Stored data entries:
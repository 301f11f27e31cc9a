//! # Browser Automation Seam
//!
//! The flow talks to the browser through four traits so the scenario can run
//! against Chromium in production and an in-memory recorder in tests:
//!
//! - [`BrowserLauncher`] starts a browser process
//! - [`BrowserDriver`] owns the process and creates isolated contexts
//! - [`BrowserContext`] is one cookie/storage/session scope
//! - [`BrowserPage`] is a tab inside a context
//!
//! [`with_context`] is the only way the scenario opens a context: the context
//! is closed exactly once on every exit path, including panics raised by an
//! assertion inside the body.

pub mod chromium;

use async_trait::async_trait;
use futures::FutureExt;
use serde::{Deserialize, Serialize};
use std::fmt;
use std::future::Future;
use std::panic::AssertUnwindSafe;
use std::sync::Arc;
use tracing::warn;

use crate::config::{BrowserSettings, DeviceProfile};
use crate::error::FlowResult;
use crate::logging::log_error;

pub use chromium::{ChromiumDriver, ChromiumLauncher};

/// Width and height of a page viewport in CSS pixels
#[derive(Debug, Clone, Copy, PartialEq, Eq, Hash, Serialize, Deserialize)]
pub struct ViewportSize {
    pub width: u32,
    pub height: u32,
}

impl fmt::Display for ViewportSize {
    fn fmt(&self, f: &mut fmt::Formatter<'_>) -> fmt::Result {
        write!(f, "{}x{}", self.width, self.height)
    }
}

/// Options fixed at context creation
#[derive(Debug, Clone, Default, PartialEq, Serialize, Deserialize)]
pub struct ContextOptions {
    /// Viewport override; `None` keeps the browser window size
    pub viewport: Option<ViewportSize>,
    pub user_agent: Option<String>,
    pub is_mobile: bool,
    pub device_scale_factor: Option<f64>,
}

impl ContextOptions {
    /// Options emulating `profile`
    pub fn for_device(profile: &DeviceProfile) -> Self {
        Self {
            viewport: Some(ViewportSize {
                width: profile.width,
                height: profile.height,
            }),
            user_agent: Some(profile.user_agent.clone()),
            is_mobile: profile.is_mobile,
            device_scale_factor: Some(profile.device_scale_factor),
        }
    }
}

/// Starts a browser process
#[async_trait]
pub trait BrowserLauncher: Send + Sync {
    async fn launch(&self, settings: &BrowserSettings) -> FlowResult<Arc<dyn BrowserDriver>>;
}

/// A running browser able to create isolated contexts
#[async_trait]
pub trait BrowserDriver: Send + Sync {
    /// Create a context sharing no cookies, storage or session with any other
    async fn new_context(&self, options: ContextOptions) -> FlowResult<Arc<dyn BrowserContext>>;

    /// Dispose every context still open and stop the browser
    async fn shutdown(&self) -> FlowResult<()>;
}

/// One isolated session scope
#[async_trait]
pub trait BrowserContext: Send + Sync {
    fn context_id(&self) -> &str;

    fn options(&self) -> &ContextOptions;

    async fn new_page(&self) -> FlowResult<Arc<dyn BrowserPage>>;

    /// Release the context; calls after the first are no-ops
    async fn close(&self) -> FlowResult<()>;

    fn is_closed(&self) -> bool;
}

/// A page inside a context
#[async_trait]
pub trait BrowserPage: Send + Sync {
    async fn goto(&self, url: &str) -> FlowResult<()>;

    /// Whether the first element matching `selector` is rendered with a non-empty box
    async fn is_visible(&self, selector: &str) -> FlowResult<bool>;

    /// Text content of the first element matching `selector`, `None` when absent
    async fn text_content(&self, selector: &str) -> FlowResult<Option<String>>;

    /// Viewport the page reports, `None` when it cannot be determined
    async fn viewport_size(&self) -> FlowResult<Option<ViewportSize>>;
}

/// Run `body` with a freshly created context and close it afterwards
///
/// The body's error wins over a close error; a close error after a successful
/// body is returned. A panic in the body is re-raised after closing.
pub async fn with_context<T, F, Fut>(
    driver: &dyn BrowserDriver,
    options: ContextOptions,
    body: F,
) -> FlowResult<T>
where
    F: FnOnce(Arc<dyn BrowserContext>) -> Fut,
    Fut: Future<Output = FlowResult<T>>,
{
    let context = driver.new_context(options).await?;
    let outcome = AssertUnwindSafe(body(Arc::clone(&context)))
        .catch_unwind()
        .await;
    let closed = context.close().await;

    match outcome {
        Ok(Ok(value)) => {
            closed?;
            Ok(value)
        }
        Ok(Err(err)) => {
            if let Err(close_err) = closed {
                log_error(
                    "browser",
                    "close_context",
                    &close_err.to_string(),
                    Some(context.context_id()),
                );
            }
            Err(err)
        }
        Err(panic) => {
            if let Err(close_err) = closed {
                warn!(
                    context_id = context.context_id(),
                    "Failed to close context after panic: {}", close_err
                );
            }
            std::panic::resume_unwind(panic)
        }
    }
}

» **What you are asked to do**: Output an identical copy of every record above.

» **Written answer**:
repository 301f11f27e31cc9a
//! # Browser Automation Seam
//!
//! The flow talks to the browser through four traits so the scenario can run
//! against Chromium in production and an in-memory recorder in tests:
//!
//! - [`BrowserLauncher`] starts a browser process
//! - [`BrowserDriver`] owns the process and creates isolated contexts
//! - [`BrowserContext`] is one cookie/storage/session scope
//! - [`BrowserPage`] is a tab inside a context
//!
//! [`with_context`] is the only way the scenario opens a context: the context
//! is closed exactly once on every exit path, including panics raised by an
//! assertion inside the body.

pub mod chromium;

use async_trait::async_trait;
use futures::FutureExt;
use serde::{Deserialize, Serialize};
use std::fmt;
use std::future::Future;
use std::panic::AssertUnwindSafe;
use std::sync::Arc;
use tracing::warn;

use crate::config::{BrowserSettings, DeviceProfile};
use crate::error::FlowResult;
use crate::logging::log_error;

pub use chromium::{ChromiumDriver, ChromiumLauncher};

/// Width and height of a page viewport in CSS pixels
#[derive(Debug, Clone, Copy, PartialEq, Eq, Hash, Serialize, Deserialize)]
pub struct ViewportSize {
    pub width: u32,
    pub height: u32,
}

impl fmt::Display for ViewportSize {
    fn fmt(&self, f: &mut fmt::Formatter<'_>) -> fmt::Result {
        write!(f, "{}x{}", self.width, self.height)
    }
}

/// Options fixed at context creation
#[derive(Debug, Clone, Default, PartialEq, Serialize, Deserialize)]
pub struct ContextOptions {
    /// Viewport override; `None` keeps the browser window size
    pub viewport: Option<ViewportSize>,
    pub user_agent: Option<String>,
    pub is_mobile: bool,
    pub device_scale_factor: Option<f64>,
}

impl ContextOptions {
    /// Options emulating `profile`
    pub fn for_device(profile: &DeviceProfile) -> Self {
        Self {
            viewport: Some(ViewportSize {
                width: profile.width,
                height: profile.height,
            }),
            user_agent: Some(profile.user_agent.clone()),
            is_mobile: profile.is_mobile,
            device_scale_factor: Some(profile.device_scale_factor),
        }
    }
}

/// Starts a browser process
#[async_trait]
pub trait BrowserLauncher: Send + Sync {
    async fn launch(&self, settings: &BrowserSettings) -> FlowResult<Arc<dyn BrowserDriver>>;
}

/// A running browser able to create isolated contexts
#[async_trait]
pub trait BrowserDriver: Send + Sync {
    /// Create a context sharing no cookies, storage or session with any other
    async fn new_context(&self, options: ContextOptions) -> FlowResult<Arc<dyn BrowserContext>>;

    /// Dispose every context still open and stop the browser
    async fn shutdown(&self) -> FlowResult<()>;
}

/// One isolated session scope
#[async_trait]
pub trait BrowserContext: Send + Sync {
    fn context_id(&self) -> &str;

    fn options(&self) -> &ContextOptions;

    async fn new_page(&self) -> FlowResult<Arc<dyn BrowserPage>>;

    /// Release the context; calls after the first are no-ops
    async fn close(&self) -> FlowResult<()>;

    fn is_closed(&self) -> bool;
}

/// A page inside a context
#[async_trait]
pub trait BrowserPage: Send + Sync {
    async fn goto(&self, url: &str) -> FlowResult<()>;

    /// Whether the first element matching `selector` is rendered with a non-empty box
    async fn is_visible(&self, selector: &str) -> FlowResult<bool>;

    /// Text content of the first element matching `selector`, `None` when absent
    async fn text_content(&self, selector: &str) -> FlowResult<Option<String>>;

    /// Viewport the page reports, `None` when it cannot be determined
    async fn viewport_size(&self) -> FlowResult<Option<ViewportSize>>;
}

/// Run `body` with a freshly created context and close it afterwards
///
/// The body's error wins over a close error; a close error after a successful
/// body is returned. A panic in the body is re-raised after closing.
pub async fn with_context<T, F, Fut>(
    driver: &dyn BrowserDriver,
    options: ContextOptions,
    body: F,
) -> FlowResult<T>
where
    F: FnOnce(Arc<dyn BrowserContext>) -> Fut,
    Fut: Future<Output = FlowResult<T>>,
{
    let context = driver.new_context(options).await?;
    let outcome = AssertUnwindSafe(body(Arc::clone(&context)))
        .catch_unwind()
        .await;
    let closed = context.close().await;

    match outcome {
        Ok(Ok(value)) => {
            closed?;
            Ok(value)
        }
        Ok(Err(err)) => {
            if let Err(close_err) = closed {
                log_error(
                    "browser",
                    "close_context",
                    &close_err.to_string(),
                    Some(context.context_id()),
                );
            }
            Err(err)
        }
        Err(panic) => {
            if let Err(close_err) = closed {
                warn!(
                    context_id = context.context_id(),
                    "Failed to close context after panic: {}", close_err
                );
            }
            std::panic::resume_unwind(panic)
        }
    }
}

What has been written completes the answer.